• _Exercise_: Search the entries for the word "title". Copy every line where it turns up.

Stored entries
-- -- --
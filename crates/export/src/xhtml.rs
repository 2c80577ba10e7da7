//! Paginated XHTML rendering of log lines.

use quick_xml::events::{BytesDecl, BytesEnd, BytesStart, BytesText, Event};
use quick_xml::Writer;

use crate::layout::{FixedLinePaginator, LayoutSummary, Paginator};
use crate::template::{Alignment, HeaderFooterContext, HeaderFooterTemplate, RenderedHeaderFooter};
use crate::{ExportError, ExportOptions};

const XHTML_NS: &str = "http://www.w3.org/1999/xhtml";

const STYLESHEET: &str = "\
section.page { page-break-after: always; margin-bottom: 2em; }
header.page-header, footer.page-footer { display: flex; justify-content: space-between; color: #555; font-size: 0.8em; }
header.page-header span, footer.page-footer span { flex: 1; }
span.center { text-align: center; }
span.right { text-align: right; }
p { margin: 0.2em 0; }
";

/// Where the lines being rendered came from, for `&f` and `&F`.
#[derive(Debug, Clone, Copy, Default)]
pub struct SourceInfo<'a> {
    pub file_name: &'a str,
    pub file_path: &'a str,
}

#[derive(Debug)]
pub struct XhtmlRenderer<'a> {
    options: &'a ExportOptions,
    header: HeaderFooterTemplate,
    footer: HeaderFooterTemplate,
}

impl<'a> XhtmlRenderer<'a> {
    pub fn new(options: &'a ExportOptions) -> Result<Self, ExportError> {
        Ok(Self {
            options,
            header: HeaderFooterTemplate::parse(&options.header)?,
            footer: HeaderFooterTemplate::parse(&options.footer)?,
        })
    }

    /// Renders `lines` as one XHTML document with a `<section class="page">`
    /// per page and one `<p>` per line.
    pub fn render(
        &self,
        lines: &[String],
        source: SourceInfo<'_>,
    ) -> Result<(String, LayoutSummary), ExportError> {
        let pagination = FixedLinePaginator::new(self.options.lines_per_page).paginate(&lines);
        let mut writer = Writer::new_with_indent(Vec::new(), b' ', 2);

        writer.write_event(Event::Decl(BytesDecl::new("1.0", Some("UTF-8"), None)))?;
        writer.write_event(Event::DocType(BytesText::from_escaped("html")))?;

        let language = self.options.language.as_str();
        writer.write_event(Event::Start(BytesStart::new("html").with_attributes([
            ("xmlns", XHTML_NS),
            ("lang", language),
            ("xml:lang", language),
        ])))?;
        self.write_head(&mut writer)?;

        writer.write_event(Event::Start(BytesStart::new("body")))?;
        for page in &pagination.pages {
            let context = HeaderFooterContext {
                title: &self.options.title,
                author: &self.options.author,
                file_name: source.file_name,
                file_path: source.file_path,
                page_number: page.page_number,
                page_count: pagination.summary.total_pages,
            };
            let page_id = format!("page-{}", page.page_number);
            writer.write_event(Event::Start(
                BytesStart::new("section")
                    .with_attributes([("class", "page"), ("id", page_id.as_str())]),
            ))?;

            write_band(&mut writer, "header", "page-header", &self.header.render(&context))?;
            for line in &lines[page.lines.start..page.lines.end] {
                write_text_element(&mut writer, "p", line)?;
            }
            write_band(&mut writer, "footer", "page-footer", &self.footer.render(&context))?;

            writer.write_event(Event::End(BytesEnd::new("section")))?;
        }
        writer.write_event(Event::End(BytesEnd::new("body")))?;
        writer.write_event(Event::End(BytesEnd::new("html")))?;

        let mut xhtml = String::from_utf8(writer.into_inner())
            .map_err(|err| ExportError::Render(err.to_string()))?;
        xhtml.push('\n');
        Ok((xhtml, pagination.summary))
    }

    fn write_head(&self, writer: &mut Writer<Vec<u8>>) -> Result<(), ExportError> {
        writer.write_event(Event::Start(BytesStart::new("head")))?;
        writer.write_event(Event::Empty(
            BytesStart::new("meta").with_attributes([("charset", "UTF-8")]),
        ))?;
        write_text_element(writer, "title", &self.options.title)?;
        writer.write_event(Event::Empty(BytesStart::new("meta").with_attributes([
            ("name", "author"),
            ("content", self.options.author.as_str()),
        ])))?;
        write_text_element(writer, "style", STYLESHEET)?;
        writer.write_event(Event::End(BytesEnd::new("head")))?;
        Ok(())
    }
}

pub(crate) fn write_text_element(
    writer: &mut Writer<Vec<u8>>,
    name: &str,
    text: &str,
) -> Result<(), ExportError> {
    writer.write_event(Event::Start(BytesStart::new(name)))?;
    writer.write_event(Event::Text(BytesText::new(text)))?;
    writer.write_event(Event::End(BytesEnd::new(name)))?;
    Ok(())
}

fn write_band(
    writer: &mut Writer<Vec<u8>>,
    element: &str,
    class: &str,
    rendered: &RenderedHeaderFooter,
) -> Result<(), ExportError> {
    if rendered.is_blank() {
        return Ok(());
    }
    writer.write_event(Event::Start(
        BytesStart::new(element).with_attributes([("class", class)]),
    ))?;
    for (alignment, text) in rendered.slots() {
        let slot_class = match alignment {
            Alignment::Left => "left",
            Alignment::Center => "center",
            Alignment::Right => "right",
        };
        let span = BytesStart::new("span").with_attributes([("class", slot_class)]);
        if text.is_empty() {
            writer.write_event(Event::Empty(span))?;
            continue;
        }
        writer.write_event(Event::Start(span))?;
        writer.write_event(Event::Text(BytesText::new(text)))?;
        writer.write_event(Event::End(BytesEnd::new("span")))?;
    }
    writer.write_event(Event::End(BytesEnd::new(element)))?;
    Ok(())
}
-- -- --
• _Written answer_:
                title: &self.options.title,
        write_text_element(writer, "title", &self.options.title)?;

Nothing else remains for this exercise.